Dataset excerpts =
++++++++

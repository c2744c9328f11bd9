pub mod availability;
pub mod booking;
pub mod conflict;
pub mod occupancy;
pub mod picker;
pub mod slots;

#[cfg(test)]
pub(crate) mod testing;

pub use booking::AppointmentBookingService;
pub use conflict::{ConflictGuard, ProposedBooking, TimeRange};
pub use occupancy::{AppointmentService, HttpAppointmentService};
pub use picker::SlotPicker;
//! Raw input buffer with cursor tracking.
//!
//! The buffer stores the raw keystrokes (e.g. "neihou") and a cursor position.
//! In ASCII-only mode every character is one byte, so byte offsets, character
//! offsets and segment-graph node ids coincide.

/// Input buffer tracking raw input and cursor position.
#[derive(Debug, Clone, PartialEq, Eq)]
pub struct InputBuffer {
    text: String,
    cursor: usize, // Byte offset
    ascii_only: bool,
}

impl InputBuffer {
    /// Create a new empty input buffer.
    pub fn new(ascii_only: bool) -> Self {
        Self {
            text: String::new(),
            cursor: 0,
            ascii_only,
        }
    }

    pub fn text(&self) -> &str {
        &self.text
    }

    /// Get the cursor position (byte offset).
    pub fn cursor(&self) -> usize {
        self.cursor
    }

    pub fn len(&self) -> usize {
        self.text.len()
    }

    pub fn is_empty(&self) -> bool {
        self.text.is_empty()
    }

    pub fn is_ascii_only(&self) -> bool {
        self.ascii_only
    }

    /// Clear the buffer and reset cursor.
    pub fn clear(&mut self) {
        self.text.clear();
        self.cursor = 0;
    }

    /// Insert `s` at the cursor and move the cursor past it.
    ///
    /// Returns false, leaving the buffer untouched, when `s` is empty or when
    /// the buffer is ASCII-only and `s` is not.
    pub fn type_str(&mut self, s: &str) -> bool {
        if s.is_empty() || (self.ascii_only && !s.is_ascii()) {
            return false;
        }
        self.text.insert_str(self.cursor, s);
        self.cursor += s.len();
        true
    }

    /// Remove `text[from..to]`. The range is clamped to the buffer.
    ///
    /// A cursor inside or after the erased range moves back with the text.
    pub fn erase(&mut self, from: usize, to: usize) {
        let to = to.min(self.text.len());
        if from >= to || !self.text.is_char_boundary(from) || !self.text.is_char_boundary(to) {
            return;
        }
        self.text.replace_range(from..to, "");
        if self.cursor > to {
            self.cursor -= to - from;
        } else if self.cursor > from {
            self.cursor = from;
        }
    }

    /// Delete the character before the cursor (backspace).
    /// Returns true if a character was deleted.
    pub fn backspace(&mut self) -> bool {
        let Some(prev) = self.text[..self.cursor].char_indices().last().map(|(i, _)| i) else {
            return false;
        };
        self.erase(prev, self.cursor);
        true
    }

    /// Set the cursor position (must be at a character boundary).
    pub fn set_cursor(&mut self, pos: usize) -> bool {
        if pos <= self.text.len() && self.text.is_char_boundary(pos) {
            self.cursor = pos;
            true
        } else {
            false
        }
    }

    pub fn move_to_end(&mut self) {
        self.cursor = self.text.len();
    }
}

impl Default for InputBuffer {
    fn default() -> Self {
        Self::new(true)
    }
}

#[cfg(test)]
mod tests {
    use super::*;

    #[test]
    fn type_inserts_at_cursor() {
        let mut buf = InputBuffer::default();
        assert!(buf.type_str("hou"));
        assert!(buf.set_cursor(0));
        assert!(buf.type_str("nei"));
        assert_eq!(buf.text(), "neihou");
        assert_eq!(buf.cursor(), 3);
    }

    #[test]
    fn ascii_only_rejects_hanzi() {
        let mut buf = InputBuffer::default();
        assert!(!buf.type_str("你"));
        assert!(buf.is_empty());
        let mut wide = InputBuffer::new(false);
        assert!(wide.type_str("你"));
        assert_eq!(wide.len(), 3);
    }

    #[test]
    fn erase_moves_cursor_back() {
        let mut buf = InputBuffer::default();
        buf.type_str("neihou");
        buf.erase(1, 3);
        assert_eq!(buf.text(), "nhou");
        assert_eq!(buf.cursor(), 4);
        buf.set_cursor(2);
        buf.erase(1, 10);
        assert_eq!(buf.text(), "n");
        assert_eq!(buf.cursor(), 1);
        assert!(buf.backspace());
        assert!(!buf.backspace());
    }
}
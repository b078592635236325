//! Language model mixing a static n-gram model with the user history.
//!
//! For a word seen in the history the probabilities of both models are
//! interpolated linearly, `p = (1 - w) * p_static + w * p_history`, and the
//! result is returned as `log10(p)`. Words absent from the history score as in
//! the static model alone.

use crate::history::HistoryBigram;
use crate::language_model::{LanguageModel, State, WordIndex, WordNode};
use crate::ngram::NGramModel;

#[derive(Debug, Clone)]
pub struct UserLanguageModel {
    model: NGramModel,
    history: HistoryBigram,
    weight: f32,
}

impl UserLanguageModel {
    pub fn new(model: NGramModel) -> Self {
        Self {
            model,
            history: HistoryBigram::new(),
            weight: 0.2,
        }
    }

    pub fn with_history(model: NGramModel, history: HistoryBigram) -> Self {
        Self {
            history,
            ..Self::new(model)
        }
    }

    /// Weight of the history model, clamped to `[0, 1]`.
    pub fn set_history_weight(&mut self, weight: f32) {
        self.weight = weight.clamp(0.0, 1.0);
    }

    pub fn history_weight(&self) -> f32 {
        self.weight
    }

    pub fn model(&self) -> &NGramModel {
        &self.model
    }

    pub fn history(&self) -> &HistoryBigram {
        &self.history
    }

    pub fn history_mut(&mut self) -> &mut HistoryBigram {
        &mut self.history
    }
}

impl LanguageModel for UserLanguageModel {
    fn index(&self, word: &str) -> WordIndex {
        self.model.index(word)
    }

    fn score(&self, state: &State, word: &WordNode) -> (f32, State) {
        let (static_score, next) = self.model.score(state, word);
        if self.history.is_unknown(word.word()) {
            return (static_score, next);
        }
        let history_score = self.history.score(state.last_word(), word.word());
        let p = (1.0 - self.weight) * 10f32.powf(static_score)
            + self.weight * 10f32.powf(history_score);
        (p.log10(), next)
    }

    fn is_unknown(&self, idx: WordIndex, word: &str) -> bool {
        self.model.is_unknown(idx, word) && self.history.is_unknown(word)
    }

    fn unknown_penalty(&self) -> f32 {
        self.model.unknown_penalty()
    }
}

++++++++

Exercise requirements =
Within the data above, pick out all lines holding the word "Debug".

Expected output =
#[derive(Debug, Clone, PartialEq, Eq)]
#[derive(Debug, Clone)]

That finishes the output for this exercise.